Langston Hughes, poet and leader of the Harlem Renaissance, opens his 1926 essay “The Negro Artist and the Racial Mountain” with an anecdote of double-consciousness:
“One of the most promising of the young Negro poets said to me once, ‘I want to be a poet—not a Negro poet,’ meaning, I believe… ‘I would like to be white.’ And I was sorry the young man said that, for no great poet has ever been afraid of being himself. […] But this is the mountain standing in the way of any true Negro art in America this urge within the race toward whiteness, the desire to pour racial individuality into the mold of American standardization, and to be as little Negro and as much American as possible.”
The Martinique-born revolutionary philosopher Frantz Fanon describes the psychology of colonial oppression in his 1952 book, Black Skin, White Masks:
“He is afraid, he is terribly afraid.
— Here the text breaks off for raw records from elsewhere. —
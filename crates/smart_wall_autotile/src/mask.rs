//! Neighbor mask calculation and refresh fan-out

use crate::Side;
use smart_wall_core::TilePos;

/// The host grid as seen by the autotiler
pub trait WallGrid {
    /// Whether the cell at `pos` holds this wall tile
    fn is_wall_at(&self, pos: TilePos) -> bool;

    /// Ask the host to recompute the appearance of the cell at `pos`
    fn refresh_appearance(&mut self, pos: TilePos);
}

/// Position of the neighbor in a single direction
pub fn neighbor(pos: TilePos, side: Side) -> Option<TilePos> {
    side.offset().map(|(dx, dy)| pos.offset(dx, dy))
}

/// Calculate the neighbor mask for a cell.
///
/// Neighbors are tested in the order T, TR, R, BR, B, BL, L, TL and each
/// wall neighbor sets its bit.
pub fn neighbor_mask<F>(pos: TilePos, is_wall: F) -> Side
where
    F: Fn(TilePos) -> bool,
{
    let mut mask = Side::NONE;

    for side in Side::DIRECTIONS {
        if let Some(adjacent) = neighbor(pos, side) {
            if is_wall(adjacent) {
                mask |= side;
            }
        }
    }

    mask
}

/// Refresh every wall among the 8 neighbors of `pos`.
///
/// Call after the wall state of `pos` changed. The cell itself is not
/// refreshed. Returns the refreshed positions in scan order.
pub fn refresh_neighbors<G>(pos: TilePos, grid: &mut G) -> Vec<TilePos>
where
    G: WallGrid + ?Sized,
{
    let mut refreshed = Vec::new();

    for side in Side::DIRECTIONS {
        if let Some(adjacent) = neighbor(pos, side) {
            if grid.is_wall_at(adjacent) {
                grid.refresh_appearance(adjacent);
                refreshed.push(adjacent);
            }
        }
    }

    refreshed
}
He is afraid, but of what is he afraid? Of himself. No one knows yet who he is, but he knows that fear will fill the world when the world finds out. And when the world knows, the world always expects something of the Negro. […]Yesterday, awakening to the world, I saw the sky turn upon itself utterly and wholly. I wanted to rise, but the disemboweled silence fell back upon me, its wings paralyzed. Without responsibility, straddling Nothingness and Infinity, I began to weep.”
Known for his literary and social prose—including vigorous criticism of Wright’s novel— James Baldwin evokes double-consciousness in his 1955 essay collection Notes of a Native Son:
“The Negro in America, gloomily referred to as that shadow which lies athwart our national life, is far more than that. He is a series of shadows, self-created, intertwining, which now we helplessly battle. One may say that the Negro in America does not really exist except in the darkness of our minds.”
In her 1984 collection Sister Outsider, poet and essayist Audre Lorde carves space for intersectional feminisms and for black women’s double-consciousness:
“It is the members of the oppressed, objectified groups who are expected to stretch out and bridge the gap between the actualities of our lives and the consciousness of our oppressor. For in order to survive, those of us for whom oppression is as American as apple pie have always had to be watchers.”
In her adaptation of Native Son, playwright Nambi E. Kelley stages double-consciousness theatrically. In the novel’s opening scene, Bigger kills a foot-long, yellow-toothed rat that has infested the one-room slum he shares with his mother, brother, and sister. Kelley transforms this visceral image into a character: the Black Rat, Bigger’s shadow-self, personifies double-consciousness:
“We all got two minds. How we see them seeing us. How we see our own self. But how they see you take over on the inside. And when you look in the mirror—You only see what they tell you you is. A black rat sonofabitch.”